Is your basement ready for a big melt?
Now that the gutter problems, ice dams, and roof problems have stopped, it is time to look at your basement. If we get a sudden melt – usually caused by warm rain – basements that tend to flood will. From what I have been seeing and hearing, basements have been handling the brief melt well. We seem to have lucked-out by having a short melt, then a refreeze, overnight.
For those of you who don’t know how sump pumps work, here are the basics:
A hole is dug under the slab of the basement to form a pit. Water collects in the pit, well under the slab (sometimes as much as 3 feet down, sometimes less.) A pump is set in the middle of the pit, with a switch that goes on based on the rising water level (like a toilet float.) When the ground water rises, the water in the pit gets pumped out by a tube to the outside. When it works right, the water is pumped out and the basement floor no longer gets wet.
Most people in-the-know recommend a perimeter drain. This is like the gutter on your roof. It collect water and directs it into the sump pit.
In addition, a battery back-up and a second pump are a prudent addition.

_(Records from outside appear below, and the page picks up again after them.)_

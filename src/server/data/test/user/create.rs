use super::*;

/// Tests creating and renaming a user.
///
/// Expected: Ok with the new username visible through every lookup
#[tokio::test]
async fn creates_and_renames_user() -> Result<(), AppError> {
    let test = TestBuilder::new()
        .with_all_tables()
        .build()
        .await
        .unwrap();
    let db = test.db.as_ref().unwrap();

    let repo = UserRepository::new(db);
    let user = repo
        .create(CreateUserParams {
            username: "alice".to_string(),
        })
        .await?;

    let renamed = repo
        .update(UpdateUserParams {
            id: user.id,
            username: "alice.b".to_string(),
        })
        .await?
        .unwrap();

    assert_eq!(renamed.id, user.id);
    assert_eq!(renamed.username, "alice.b");
    assert!(repo.find_by_username("alice").await?.is_none());
    assert_eq!(repo.find_by_username("alice.b").await?, Some(renamed));

    Ok(())
}

/// Tests renaming a user that does not exist.
///
/// Expected: Ok(None)
#[tokio::test]
async fn returns_none_when_renaming_missing_user() -> Result<(), AppError> {
    let test = TestBuilder::new()
        .with_all_tables()
        .build()
        .await
        .unwrap();
    let db = test.db.as_ref().unwrap();

    let result = UserRepository::new(db)
        .update(UpdateUserParams {
            id: 99,
            username: "nobody".to_string(),
        })
        .await?;

    assert!(result.is_none());

    Ok(())
}

/// Tests that deleting a user removes their orders and purchases.
///
/// Expected: Ok(true) with no orders or purchases left
#[tokio::test]
async fn deletes_user_with_orders() -> Result<(), AppError> {
    use sea_orm::{EntityTrait, PaginatorTrait};

    let test = TestBuilder::new()
        .with_all_tables()
        .build()
        .await
        .unwrap();
    let db = test.db.as_ref().unwrap();

    let user = factory::create_user(db).await?;
    let certificate = factory::create_gift_certificate(db).await?;
    helpers::create_order_with_purchases(db, &user, &[certificate]).await?;

    assert!(UserRepository::new(db).delete(user.id).await?);

    assert_eq!(entity::prelude::Order::find().count(db).await?, 0);
    assert_eq!(entity::prelude::Purchase::find().count(db).await?, 0);

    Ok(())
}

Home-made sump pump installations frequently have one or more of these problems:
- Many do not have walls in the pit; the pump is put in a muddy hole at the lowest point in the basement. This creates several problems. Mud eventually gets sucked into the pump and the pump will choke to death. If the pump doesn’t die, it keeps sucking the mud under the slab, creating little tunnels under there. In most cases, this won’t matter much, since the slab is not structural. However, if the slab is thin, it’ll start shifting. If the undermining gets to the foundation, the real trouble begins.
- Open sump pump holes allow dampness in the basement, since the water sitting at the bottom of the pit evaporates into the basement. Also, weak covers or no covers make it possible for people and animals to fall in.
- Few have perimeter drains, so other parts of the basement still get wet.
- A sump pump is an appliance working in a wet area. Many are plugged into any old outlet, frequently with a long, dangling extension cord. They don’t have a dedicated outlet. They should.
- Many use flexible hoses as the conduit out of the house. These do not have a check valve, so water can accumulate in the hose, where it is sagging. Another no-no. It wastes energy and can lead to mold issues with the standing water.
- Some have drain hoses that are flexible. These can get frozen or clogged and cause the pump to fail.
- Some have hoses or pipes that drain onto the sidewalk. During weather like we are having now, these will cause the sidewalk to ice over at night.
- Worst of all are the home-made sump pumps that drain into a sink or directly into the sewer line. These are illegal. (If everyone’s sump pump drained into the sewer system, the system will get flooded.)